I hate that all benefit claimants are branded as "scroungers", it's all our fault that the economy was fucked, we're all on the cadge. When we go in our front doors we somehow magically become well again and can do everything , we just don't want to according to IDS. Esther McVile thinks we're all on the fiddle and she can make us all better!

People just can not seem to accept that there are some people in this country who are unable to work and I wish they'd just fuck off!

(we do fit in to the hardworking family thing, btw, cause DH and DS1 work full time. It still pisses me off)

DoraGora · 20/04/2015 11:36

I think they should turn it into the title of a song. Hard working workers who work hard working hard, and find it hard not to work hard and have to work hard on not working so hard.

Chorus
We work hard working hard.
We work hard.
We work hard working hard.
Hard, hard.

drudgetrudy · 20/04/2015 11:44

Snow White:
"Hi!Ho!, Hi Ho!" "We dig,dig,dig,dig,dig" etc Grin

DameCatrionaSnidelyGoads · 20/04/2015 12:29

Don't lazy single people have votes, too?

Wot ya doing for them, Mr/Mrs Politician?

I was going to start a political party for lazy single people, but in the end I couldn't be arsed. Far too much effort.

OrlandoWoolf · 20/04/2015 12:30

Hard working families who do the right thing.

If you're not one of those, they don't care.

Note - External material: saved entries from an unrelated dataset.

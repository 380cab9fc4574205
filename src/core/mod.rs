//! Core types and foundational components
//!
//! This module contains the fundamental data types, error handling,
//! and constants used throughout the application.

pub mod constants;
pub mod error;
pub mod types;

// Re-export commonly used items for convenience
pub use error::{DocLinksError, Result};
pub use types::{
    Link, LinkBuilder, LinkCategory, LinkError, Locator, Outcome, RawLink, ResultRecord,
    ValidationResult, ValidationStatus,
};
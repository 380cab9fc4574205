use crate::core::error::{DocLinksError, Result};
use crate::core::types::{Link, Outcome, ValidationStatus};
use crate::validation::truncate_detail;

use std::path::{Component, Path, PathBuf};

/// Resolve a relative link target to a filesystem path.
///
/// The target is percent-decoded and stripped of any query string and
/// fragment. A leading `/` resolves against `root`, anything else against the
/// directory of `document`. `.` and `..` are folded lexically.
pub fn resolve_target_path(target: &str, document: &Path, root: &Path) -> Result<PathBuf> {
    let decoded = urlencoding::decode(target)
        .map_err(|e| DocLinksError::Parse(format!("Invalid percent-encoding in '{target}': {e}")))?;

    let path_part = decoded
        .split(['?', '#'])
        .next()
        .unwrap_or_default()
        .replace('\\', "/");

    let joined = match path_part.strip_prefix('/') {
        Some(from_root) => root.join(from_root.trim_start_matches('/')),
        None => document
            .parent()
            .unwrap_or_else(|| Path::new(""))
            .join(&path_part),
    };

    Ok(normalize(&joined))
}

fn normalize(path: &Path) -> PathBuf {
    let mut normalized = PathBuf::new();

    for component in path.components() {
        match component {
            Component::CurDir => {}
            Component::ParentDir => match normalized.components().next_back() {
                Some(Component::Normal(_)) => {
                    normalized.pop();
                }
                Some(Component::RootDir) | Some(Component::Prefix(_)) => {}
                _ => normalized.push(".."),
            },
            other => normalized.push(other.as_os_str()),
        }
    }

    normalized
}

/// Check that a relative link points at an existing file or directory.
pub fn validate_internal(link: &Link, root: &Path) -> Outcome {
    let resolved = match resolve_target_path(link.target(), link.document(), root) {
        Ok(path) => path,
        Err(e) => {
            return Outcome::new(
                ValidationStatus::Error,
                format!("Path error: {}", truncate_detail(&e.to_string())),
            );
        }
    };

    match resolved.try_exists() {
        Ok(true) => Outcome::new(ValidationStatus::Ok, "File exists"),
        Ok(false) => Outcome::new(
            ValidationStatus::Broken,
            format!("File not found: {}", resolved.display()),
        ),
        Err(e) => Outcome::new(
            ValidationStatus::Error,
            format!("Path error: {}", truncate_detail(&e.to_string())),
        ),
    }
}

#[cfg(test)]
mod tests {
    #![allow(non_snake_case)]

    use super::*;
    use crate::core::types::{LinkCategory, Locator};
    use std::fs;

    type TestResult = std::result::Result<(), Box<dyn std::error::Error>>;

    fn internal_link(target: &str, document: &Path) -> Link {
        Link::builder()
            .target(target)
            .document(document)
            .locator(Locator::Line(3))
            .category(LinkCategory::Internal)
            .build()
            .expect("valid link")
    }

    #[test]
    fn test_resolve_target_path__relative_to_document() -> TestResult {
        let resolved =
            resolve_target_path("../missing.md", Path::new("docs/a/b.md"), Path::new("docs"))?;

        assert_eq!(resolved, PathBuf::from("docs/missing.md"));
        Ok(())
    }

    #[test]
    fn test_resolve_target_path__root_relative() -> TestResult {
        let resolved =
            resolve_target_path("/images/logo.png", Path::new("docs/a/b.md"), Path::new("docs"))?;

        assert_eq!(resolved, PathBuf::from("docs/images/logo.png"));
        Ok(())
    }

    #[test]
    fn test_resolve_target_path__strips_query_and_fragment() -> TestResult {
        let document = Path::new("site/index.html");
        let root = Path::new("site");

        assert_eq!(
            resolve_target_path("guide.md#setup", document, root)?,
            PathBuf::from("site/guide.md")
        );
        assert_eq!(
            resolve_target_path("./data.csv?raw=1", document, root)?,
            PathBuf::from("site/data.csv")
        );
        Ok(())
    }

    #[test]
    fn test_resolve_target_path__decodes_and_normalizes_separators() -> TestResult {
        let resolved = resolve_target_path(
            "My%20Notes\\day%201.md",
            Path::new("root/README.md"),
            Path::new("root"),
        )?;

        assert_eq!(resolved, PathBuf::from("root/My Notes/day 1.md"));
        Ok(())
    }

    #[test]
    fn test_resolve_target_path__invalid_encoding() {
        let result = resolve_target_path("bad%FF.md", Path::new("a.md"), Path::new("."));
        assert!(matches!(result, Err(DocLinksError::Parse(_))));
    }

    #[test]
    fn test_normalize__keeps_leading_parent_dirs() {
        assert_eq!(normalize(Path::new("../../a/./b/../c")), PathBuf::from("../../a/c"));
        assert_eq!(normalize(Path::new("/../etc")), PathBuf::from("/etc"));
    }

    #[test]
    fn test_validate_internal__existing_file() -> TestResult {
        let temp_dir = tempfile::tempdir()?;
        let base = temp_dir.path();
        fs::create_dir_all(base.join("docs/a"))?;
        fs::write(base.join("docs/setup.md"), "# Setup")?;
        let doc = base.join("docs/a/b.md");

        let outcome = validate_internal(&internal_link("../setup.md", &doc), base);
        assert_eq!(outcome.status, ValidationStatus::Ok);
        assert_eq!(outcome.message, "File exists");

        // Directories count as existing targets
        let outcome = validate_internal(&internal_link("../", &doc), base);
        assert_eq!(outcome.status, ValidationStatus::Ok);
        Ok(())
    }

    #[test]
    fn test_validate_internal__missing_file_is_broken() -> TestResult {
        let temp_dir = tempfile::tempdir()?;
        let base = temp_dir.path();
        fs::create_dir_all(base.join("docs/a"))?;
        let doc = base.join("docs/a/b.md");

        let outcome = validate_internal(&internal_link("../missing.md", &doc), &base.join("docs"));

        assert_eq!(outcome.status, ValidationStatus::Broken);
        assert_eq!(
            outcome.message,
            format!("File not found: {}", base.join("docs/missing.md").display())
        );
        Ok(())
    }

    #[test]
    fn test_validate_internal__bad_encoding_is_error() {
        let outcome = validate_internal(
            &internal_link("bad%FF.md", Path::new("a.md")),
            Path::new("."),
        );

        assert_eq!(outcome.status, ValidationStatus::Error);
        assert!(outcome.message.starts_with("Path error: "));
        assert!(outcome.message.len() <= "Path error: ".len() + 50);
    }
}
use serde::Serialize;

use crate::core::types::{LinkCategory, ValidationResult, ValidationStatus};

use std::collections::BTreeMap;

/// Counts over a finished run. Only non-zero buckets are present.
#[derive(Debug, Clone, Default, PartialEq, Eq, Serialize)]
pub struct Summary {
    pub total: usize,
    pub by_status: BTreeMap<ValidationStatus, usize>,
    pub by_category: BTreeMap<LinkCategory, usize>,
}

impl Summary {
    pub fn from_results(results: &[ValidationResult]) -> Self {
        let mut summary = Self {
            total: results.len(),
            ..Default::default()
        };

        for result in results {
            *summary.by_status.entry(result.status()).or_default() += 1;
            *summary
                .by_category
                .entry(result.link().category())
                .or_default() += 1;
        }

        summary
    }

    pub fn count(&self, status: ValidationStatus) -> usize {
        self.by_status.get(&status).copied().unwrap_or(0)
    }

    /// Broken, placeholder, timeout and error results.
    pub fn issue_count(&self) -> usize {
        self.by_status
            .iter()
            .filter(|(status, _)| status.is_issue())
            .map(|(_, count)| count)
            .sum()
    }

    pub fn has_failures(&self) -> bool {
        self.by_status.keys().any(|status| status.is_failure())
    }
}

/// Results a maintainer has to look at, in input order.
pub fn issues(results: &[ValidationResult]) -> Vec<&ValidationResult> {
    results.iter().filter(|r| r.is_issue()).collect()
}

/// Process exit code: 1 if anything is broken, a placeholder or an error.
///
/// Timeouts alone do not fail a run.
pub fn exit_code(results: &[ValidationResult]) -> i32 {
    if Summary::from_results(results).has_failures() {
        1
    } else {
        0
    }
}

#[cfg(test)]
mod tests {
    #![allow(non_snake_case)]

    use super::*;
    use crate::core::types::{Link, Locator, Outcome};

    fn result(target: &str, category: LinkCategory, status: ValidationStatus) -> ValidationResult {
        let link = Link::builder()
            .target(target)
            .document("README.md")
            .locator(Locator::Line(1))
            .category(category)
            .build()
            .expect("valid link");
        Outcome::new(status, "message").bind(&link)
    }

    #[test]
    fn test_summary__counts_non_zero_buckets() {
        let results = vec![
            result("https://a.com", LinkCategory::External, ValidationStatus::Ok),
            result("https://b.com", LinkCategory::External, ValidationStatus::Broken),
            result("b.md", LinkCategory::Internal, ValidationStatus::Ok),
            result("#", LinkCategory::Placeholder, ValidationStatus::Placeholder),
            result("https://slow.com", LinkCategory::External, ValidationStatus::Timeout),
        ];

        let summary = Summary::from_results(&results);

        assert_eq!(summary.total, 5);
        assert_eq!(summary.count(ValidationStatus::Ok), 2);
        assert_eq!(summary.count(ValidationStatus::Skipped), 0);
        assert!(!summary.by_status.contains_key(&ValidationStatus::Skipped));
        assert_eq!(summary.by_category[&LinkCategory::External], 3);
        assert!(!summary.by_category.contains_key(&LinkCategory::Anchor));
        assert_eq!(summary.issue_count(), 3);
        assert!(summary.has_failures());
    }

    #[test]
    fn test_summary__serializes_labels() -> Result<(), serde_json::Error> {
        let results = vec![result("b.md", LinkCategory::Internal, ValidationStatus::Ok)];
        let json = serde_json::to_value(Summary::from_results(&results))?;

        assert_eq!(json["total"], 1);
        assert_eq!(json["by_status"]["ok"], 1);
        assert_eq!(json["by_category"]["internal"], 1);
        Ok(())
    }

    #[test]
    fn test_issues__keeps_order() {
        let results = vec![
            result("x", LinkCategory::Internal, ValidationStatus::Broken),
            result("y", LinkCategory::Internal, ValidationStatus::Ok),
            result("z", LinkCategory::External, ValidationStatus::Error),
        ];

        let targets: Vec<&str> = issues(&results).iter().map(|r| r.link().target()).collect();
        assert_eq!(targets, vec!["x", "z"]);
    }

    #[test]
    fn test_exit_code() {
        let clean = vec![
            result("a", LinkCategory::Internal, ValidationStatus::Ok),
            result("b", LinkCategory::Unknown, ValidationStatus::Skipped),
            result("c", LinkCategory::External, ValidationStatus::Redirect),
            result("d", LinkCategory::External, ValidationStatus::Timeout),
        ];
        assert_eq!(exit_code(&clean), 0);
        assert_eq!(exit_code(&[]), 0);

        for failing in [
            ValidationStatus::Broken,
            ValidationStatus::Placeholder,
            ValidationStatus::Error,
        ] {
            let mut results = clean.clone();
            results.push(result("e", LinkCategory::External, failing));
            assert_eq!(exit_code(&results), 1, "{failing} should fail the run");
        }
    }
}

GiddyOnZackHunt · 20/04/2015 12:37

Won't anybody think of the idle rich?

PtolemysNeedle · 20/04/2015 12:42

I think it's because of the whole 'squeezed middle' thing, and to be fair, that very large section of the population does have a pretty rough deal from government, so they are trying to appeal to them. It's about time that those who are working for low and average wages were recognised though, so I don't think it's a bad thing that they are finally bring acknowledged.

DameCatrionaSnidelyGoads · 20/04/2015 12:45

Will no one think of the children of the idle rich?

oh yeah, good save

GiddyOnZackHunt · 20/04/2015 13:14
Grin
TheWordFactory · 20/04/2015 13:20

The reality is that a small number of votes in a small number of seats actually matter, so politicians reach out to those people

chocoluvva · 20/04/2015 13:35

Some people choose to work hard at caring for elderly parents, running a greener and healthy home, looking after their children themselves instead of leaving them in the care of state-provided childcare, having the time to be good neighbours and do voluntary work for the good of the state/community.....

But the only type of hard work acknowledged by the politicians is paid work, even if it results in little or no extra revenue for the treasury, owing to the low hourly pay and the cost of free or subsidised child-care, ill-health caused by the stress of constantly having to rush around, children spending up to ten hours a day in institutions, employers bearing the cost of sick days taken to look after sick children, ever-increasing numbers of elderly people having to go into institutionalised care, which is expensive, and lonely isolated elderly people who no one has time for as they are too busy rushing around doing low-paid, unrewarding stressful paid work.

I don't get it. Driving everyone into work seems like a false economy to me.

DoraGora · 20/04/2015 13:36

They could reach out to me by cutting the salary of both my council leaders and mandating the fixing of a pothole or two. Singing the dwarves song from Snow White isn't doing me much good. The bins need emptying more often too. I wouldn't mind benefits going up, if claimants could fix the holes and empty the bins on the way to collect them.

DoraGora · 20/04/2015 13:41

They're not driving everybody into work, are they, they're driving everybody into zero hours, JSA, and off claiming altogether. The good thing about the people being driven, though, is that they're lazy, workshy and deserve it.

So, a win all round, really. And, if some of them die, because their benefits have been cut off, well, we're not missing them, anyway. And, there's more to go around at the local food bank.

Polling day? Remember me, Vagrant-Basher-Willy. I'll be wearing an enormous blue rosette and be carrying a club.